基于微生物燃料电池的生物传感器监测和诊断厌氧发酵生产生物燃气过程

刘志丹a, b, c,刘京a,张松平b,邢新会c,苏志国b

a瑞典隆德大学生物技术系 

b中国科学院过程工程研究所 

c清华大学化学工程系

 

能源危机和环境污染是当今社会发展的两个主要问题。发展和寻求新能源和废物处理技术越来越重要,厌氧发酵技术同时进行有机废物处理和生产能源气体可以为处理两个问题提供一种有效的解决途径。然而,厌氧发酵的显著特点是对外部环境变化变现脆弱,为了使发酵过程高效和稳定,可靠的在线监控技术非常需要,这也是发酵过程经常忽略的问题和瓶颈之一。

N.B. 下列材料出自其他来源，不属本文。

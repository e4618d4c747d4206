//! Laws every trait answer must satisfy, checked over a spread of types.

use cxxtraits::solver::layout::aligned_storage;
use cxxtraits::solver::transform::{add_const, add_volatile, decay, remove_cv};
use cxxtraits::solver::InvokeRule;
use cxxtraits::{
    CvQualifiers, FunctionDecl, FunctionShape, TraitKind, TraitSolver, TypeId, TypeInterner,
    common_type,
};

const PRIMARY_CATEGORIES: [TraitKind; 14] = [
    TraitKind::IsVoid,
    TraitKind::IsNullPointer,
    TraitKind::IsIntegral,
    TraitKind::IsFloatingPoint,
    TraitKind::IsArray,
    TraitKind::IsPointer,
    TraitKind::IsLvalueReference,
    TraitKind::IsRvalueReference,
    TraitKind::IsMemberObjectPointer,
    TraitKind::IsMemberFunctionPointer,
    TraitKind::IsEnum,
    TraitKind::IsUnion,
    TraitKind::IsClass,
    TraitKind::IsFunction,
];

struct Zoo {
    db: TypeInterner,
    base: TypeId,
    derived: TypeId,
    plain: TypeId,
}

fn zoo() -> Zoo {
    let db = TypeInterner::new();
    let base = db
        .struct_("Base")
        .field("id", TypeId::INT)
        .finish()
        .expect("Base is well-formed");
    let derived = db
        .struct_("Derived")
        .base(base)
        .finish()
        .expect("Derived is well-formed");
    let plain = db
        .struct_("Plain")
        .field("x", TypeId::DOUBLE)
        .finish()
        .expect("Plain is well-formed");
    Zoo {
        db,
        base,
        derived,
        plain,
    }
}

/// One representative of every kind of type, with and without cv.
fn sample_types(zoo: &Zoo) -> Vec<TypeId> {
    let db = &zoo.db;
    let function = db.function(FunctionShape::new(TypeId::INT, vec![TypeId::DOUBLE]));
    let color = db.enumeration("Color", true, None, (0, 2));
    let bits = db
        .union("Bits")
        .field("n", TypeId::INT)
        .finish()
        .expect("Bits is well-formed");
    let mut types = vec![
        TypeId::VOID,
        TypeId::NULLPTR,
        TypeId::BOOL,
        TypeId::CHAR,
        TypeId::INT,
        TypeId::UNSIGNED_LONG,
        TypeId::DOUBLE,
        db.array(TypeId::INT, Some(4)),
        db.array(TypeId::CHAR, None),
        db.pointer(TypeId::INT),
        db.pointer(function),
        db.lvalue_reference(TypeId::INT),
        db.rvalue_reference(zoo.plain),
        db.lvalue_reference(function),
        db.member_pointer(zoo.base, TypeId::INT),
        db.member_pointer(zoo.base, function),
        color,
        bits,
        zoo.base,
        zoo.derived,
        function,
    ];
    let qualified: Vec<TypeId> = types
        .iter()
        .map(|ty| db.qualified(*ty, CvQualifiers::CONST | CvQualifiers::VOLATILE))
        .collect();
    types.extend(qualified);
    types
}

#[test]
fn exactly_one_primary_category_holds() {
    let zoo = zoo();
    let solver = TraitSolver::new(&zoo.db);
    for ty in sample_types(&zoo) {
        let holding: Vec<&str> = PRIMARY_CATEGORIES
            .iter()
            .filter(|kind| {
                solver.query(**kind, ty, &[]).expect("unary").as_bool() == Some(true)
            })
            .map(|kind| kind.name())
            .collect();
        assert_eq!(holding.len(), 1, "type#{} is {holding:?}", ty.0);
    }
}

#[test]
fn stripping_cv_undoes_adding_it() {
    let zoo = zoo();
    let db = &zoo.db;
    for ty in sample_types(&zoo) {
        assert_eq!(remove_cv(db, add_const(db, add_volatile(db, ty))), remove_cv(db, ty));
    }
}

#[test]
fn decay_is_idempotent() {
    let zoo = zoo();
    let db = &zoo.db;
    for ty in sample_types(&zoo) {
        let once = decay(db, ty);
        assert_eq!(decay(db, once), once, "type#{}", ty.0);
    }
}

#[test]
fn unary_common_type_is_the_decayed_type() {
    let zoo = zoo();
    let db = &zoo.db;
    for ty in sample_types(&zoo) {
        assert_eq!(common_type(db, &[ty]), Some(decay(db, ty)), "type#{}", ty.0);
        assert_eq!(common_type(db, &[ty, ty]), common_type(db, &[ty]), "type#{}", ty.0);
    }
}

#[test]
fn references_never_bind_down_the_hierarchy() {
    let zoo = zoo();
    let db = &zoo.db;
    let solver = TraitSolver::new(db);
    let base_ref = db.lvalue_reference(zoo.base);
    let derived_ref = db.lvalue_reference(zoo.derived);

    assert!(solver.is_constructible(base_ref, &[derived_ref]));
    assert!(!solver.is_constructible(derived_ref, &[base_ref]));
    assert!(!solver.is_constructible(db.rvalue_reference(zoo.derived), &[base_ref]));
}

#[test]
fn rvalue_references_do_not_bind_to_lvalues() {
    let zoo = zoo();
    let db = &zoo.db;
    let solver = TraitSolver::new(db);
    let plain_ref = db.lvalue_reference(zoo.plain);
    let const_plain_ref = db.lvalue_reference(db.qualified(zoo.plain, CvQualifiers::CONST));

    assert!(!solver.is_constructible(db.rvalue_reference(zoo.plain), &[plain_ref]));
    assert!(solver.is_constructible(const_plain_ref, &[plain_ref]));
    assert!(solver.is_constructible(db.rvalue_reference(zoo.plain), &[zoo.plain]));
}

#[test]
fn derived_objects_take_priority_over_wrapping() {
    let zoo = zoo();
    let db = &zoo.db;
    let hybrid = db
        .struct_("Hybrid")
        .base(zoo.base)
        .wraps(zoo.base)
        .finish()
        .expect("Hybrid is well-formed");
    let getter = db.member_pointer(
        zoo.base,
        db.function(FunctionShape::new(TypeId::INT, vec![TypeId::INT]).with_cv(CvQualifiers::CONST)),
    );
    let solver = TraitSolver::new(db);

    for object in [hybrid, db.lvalue_reference(hybrid), db.rvalue_reference(hybrid)] {
        let invocation = solver
            .invoke(getter, &[object, TypeId::INT])
            .expect("callable through the base");
        assert_eq!(invocation.rule, InvokeRule::MemberFunctionOnObject);
        assert_eq!(invocation.result, TypeId::INT);
    }
}

#[test]
fn aligned_storage_honours_every_alignment() {
    let db = TypeInterner::new();
    let mut align = 1;
    while align <= 8192 {
        for len in [1, 3, 64, 100, 9000] {
            let storage = aligned_storage(&db, len, Some(align)).expect("valid alignment");
            assert_eq!(storage.align, align);
            assert!(storage.size >= len);
            assert_eq!(storage.size % align, 0, "len {len} align {align}");
        }
        align *= 2;
    }
}

#[test]
fn arrays_of_unknown_bound_are_never_default_constructible() {
    let zoo = zoo();
    let db = &zoo.db;
    let empty = db.struct_("Empty").finish().expect("Empty is well-formed");
    let solver = TraitSolver::new(db);
    for element in [TypeId::INT, TypeId::DOUBLE, db.pointer(TypeId::CHAR), empty, zoo.plain, zoo.base] {
        assert!(solver.is_default_constructible(element));
        let unbounded = db.array(element, None);
        assert!(!solver.is_default_constructible(unbounded));
        assert!(!solver.is_trivially_default_constructible(unbounded));
        assert!(!solver.is_nothrow_default_constructible(unbounded));
    }
}

#[test]
fn nothrow_construction_implies_construction() {
    let zoo = zoo();
    let db = &zoo.db;
    let quiet = db
        .struct_("Quiet")
        .constructor(FunctionDecl::new(vec![TypeId::INT]).noexcept())
        .constructor(FunctionDecl::new(vec![TypeId::DOUBLE]).noexcept().deleted())
        .finish()
        .expect("Quiet is well-formed");
    let solver = TraitSolver::new(db);

    let mut targets = sample_types(&zoo);
    targets.push(quiet);
    let packs: Vec<Vec<TypeId>> = vec![
        vec![],
        vec![TypeId::INT],
        vec![TypeId::DOUBLE],
        vec![db.lvalue_reference(zoo.derived)],
        vec![TypeId::INT, TypeId::INT],
    ];
    for ty in &targets {
        for args in &packs {
            if solver.is_nothrow_constructible(*ty, args) {
                assert!(solver.is_constructible(*ty, args), "type#{} from {args:?}", ty.0);
            }
        }
    }
    assert!(!solver.is_constructible(quiet, &[TypeId::DOUBLE]));
    assert!(!solver.is_nothrow_constructible(quiet, &[TypeId::DOUBLE]));
}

微生物燃料电池(MFC)是一种新型的生物技术,通过微生物催化作用把有机物的化学能直接转化为电能。由于其独特的转化机制,MFC引起了极大的研究关注和在能源,环境领域具有潜在的应用价值。基于MFC的生物传感器就其中之一。基于电活性生物膜为识别元素的MFC型生物传感器具有长期工作稳定性等优势,有希望改进后用于在线生物过程监控。本文报道一种夹套式MFC型生物传感器,并将其用于厌氧发酵过程实时在线监测。众所周知,厌氧系统运行出现紊乱,干扰等问题时,微生物的代谢状态会发生改变。MFC型生物传感器通过监测VFAs等发酵中间代谢物从而实时反映厌氧系统的动态变化。结合常规的气相和液相监测手段(气体流量计,pH计等)组成的综合过程监测系统能够可以有效监测和诊断厌氧发酵过程,并为厌氧发酵生产生物燃气的过程控制和高效运行提供新的控制策略和信息支持。

 

关键词:厌氧发酵;生物能源;微生物燃料电池;生物传感器。

 

致谢:本研究得到了中瑞国际合作项目SIDA和瑞典政府SI No. 05391/2006)的支持和资助。另外,还得到了中国科技部973计划 (No. 2009CB724702, No. 2011CB707404)的支持。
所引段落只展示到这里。